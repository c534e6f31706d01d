//! Tool and installer discovery for the workspace UI.

pub mod installers;
pub mod tools;

use std::fs;
use std::io::ErrorKind;
use std::path::{Path, PathBuf};

use crate::core::errors::{Result, WstError};

/// Non-hidden regular files in `dir` with the given extension, sorted by name.
///
/// A missing directory yields an empty list.
pub(crate) fn sorted_files_with_extension(dir: &Path, extension: &str) -> Result<Vec<PathBuf>> {
    let entries = match fs::read_dir(dir) {
        Ok(entries) => entries,
        Err(error) if error.kind() == ErrorKind::NotFound => return Ok(Vec::new()),
        Err(error) => return Err(WstError::io(dir, error)),
    };

    let mut files = Vec::new();
    for entry in entries {
        let entry = entry.map_err(|source| WstError::io(dir, source))?;
        let path = entry.path();
        let hidden = entry.file_name().to_string_lossy().starts_with('.');
        if hidden || !path.is_file() {
            continue;
        }
        if path.extension().is_some_and(|ext| ext == extension) {
            files.push(path);
        }
    }
    files.sort();
    Ok(files)
}
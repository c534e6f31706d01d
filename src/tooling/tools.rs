//! Tool descriptions from `~/.workspace/tools/*.json`.

#![allow(missing_docs)]

use std::collections::HashSet;
use std::fs;
use std::path::Path;

use serde::{Deserialize, Serialize};
use serde_json::{Map, Value};

use crate::core::errors::Result;
use crate::tooling::sorted_files_with_extension;

/// A free-form tool description. Only `id` has meaning here.
#[derive(Debug, Clone, PartialEq, Eq, Serialize, Deserialize)]
pub struct ToolRecord {
    #[serde(default, skip_serializing_if = "Option::is_none")]
    pub id: Option<String>,
    #[serde(flatten)]
    pub fields: Map<String, Value>,
}

impl ToolRecord {
    fn is_empty(&self) -> bool {
        self.id.is_none() && self.fields.is_empty()
    }

    /// Shown when no tool files are installed.
    #[must_use]
    pub fn vnc_default() -> Self {
        let mut fields = Map::new();
        fields.insert("name".to_string(), Value::from("VNC"));
        fields.insert(
            "url_path".to_string(),
            Value::from("/tools/vnc/?password=vncpassword"),
        );
        fields.insert(
            "description".to_string(),
            Value::from("Desktop GUI for the workspace"),
        );
        Self {
            id: Some("vnc-link".to_string()),
            fields,
        }
    }
}

/// Contents of one tool file.
#[derive(Debug, Clone, PartialEq, Eq, Deserialize)]
#[serde(untagged)]
pub enum ToolFile {
    Empty,
    List(Vec<ToolRecord>),
    Single(ToolRecord),
}

impl ToolFile {
    #[must_use]
    pub fn into_records(self) -> Vec<ToolRecord> {
        match self {
            Self::Empty => Vec::new(),
            Self::List(records) => records,
            Self::Single(record) if record.is_empty() => Vec::new(),
            Self::Single(record) => vec![record],
        }
    }
}

/// All tools from `dir`, first occurrence of each `id` wins.
///
/// Unreadable or malformed files are reported and skipped. Falls back to
/// [`ToolRecord::vnc_default`] when nothing is found.
pub fn list_tools(dir: &Path) -> Result<Vec<ToolRecord>> {
    let mut seen_ids = HashSet::new();
    let mut tools = Vec::new();

    for file in sorted_files_with_extension(dir, "json")? {
        let parsed = fs::read(&file)
            .map_err(|error| error.to_string())
            .and_then(|raw| serde_json::from_slice::<ToolFile>(&raw).map_err(|e| e.to_string()));
        let records = match parsed {
            Ok(tool_file) => tool_file.into_records(),
            Err(error) => {
                eprintln!("[WST-TOOLS] skipping tool file {}: {error}", file.display());
                continue;
            }
        };

        for record in records {
            let duplicate = record
                .id
                .as_ref()
                .is_some_and(|id| !seen_ids.insert(id.clone()));
            if !duplicate {
                tools.push(record);
            }
        }
    }

    if tools.is_empty() {
        eprintln!("[WST-TOOLS] no workspace tools found at {}", dir.display());
        tools.push(ToolRecord::vnc_default());
    }
    Ok(tools)
}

________________________

◆ Work to complete
The response should contain only a verbatim copy of the lines from the line with "one tool file." to the final line of the records.

◆ Exercise answer
/// Contents of one tool file.
#[derive(Debug, Clone, PartialEq, Eq, Deserialize)]
#[serde(untagged)]
pub enum ToolFile {
    Empty,
    List(Vec<ToolRecord>),
    Single(ToolRecord),
}

impl ToolFile {
    #[must_use]
    pub fn into_records(self) -> Vec<ToolRecord> {
        match self {
            Self::Empty => Vec::new(),
            Self::List(records) => records,
            Self::Single(record) if record.is_empty() => Vec::new(),
            Self::Single(record) => vec![record],
        }
    }
}

/// All tools from `dir`, first occurrence of each `id` wins.
///
/// Unreadable or malformed files are reported and skipped. Falls back to
/// [`ToolRecord::vnc_default`] when nothing is found.
pub fn list_tools(dir: &Path) -> Result<Vec<ToolRecord>> {
    let mut seen_ids = HashSet::new();
    let mut tools = Vec::new();

    for file in sorted_files_with_extension(dir, "json")? {
        let parsed = fs::read(&file)
            .map_err(|error| error.to_string())
            .and_then(|raw| serde_json::from_slice::<ToolFile>(&raw).map_err(|e| e.to_string()));
        let records = match parsed {
            Ok(tool_file) => tool_file.into_records(),
            Err(error) => {
                eprintln!("[WST-TOOLS] skipping tool file {}: {error}", file.display());
                continue;
            }
        };

        for record in records {
            let duplicate = record
                .id
                .as_ref()
                .is_some_and(|id| !seen_ids.insert(id.clone()));
            if !duplicate {
                tools.push(record);
            }
        }
    }

    if tools.is_empty() {
        eprintln!("[WST-TOOLS] no workspace tools found at {}", dir.display());
        tools.push(ToolRecord::vnc_default());
    }
    Ok(tools)
}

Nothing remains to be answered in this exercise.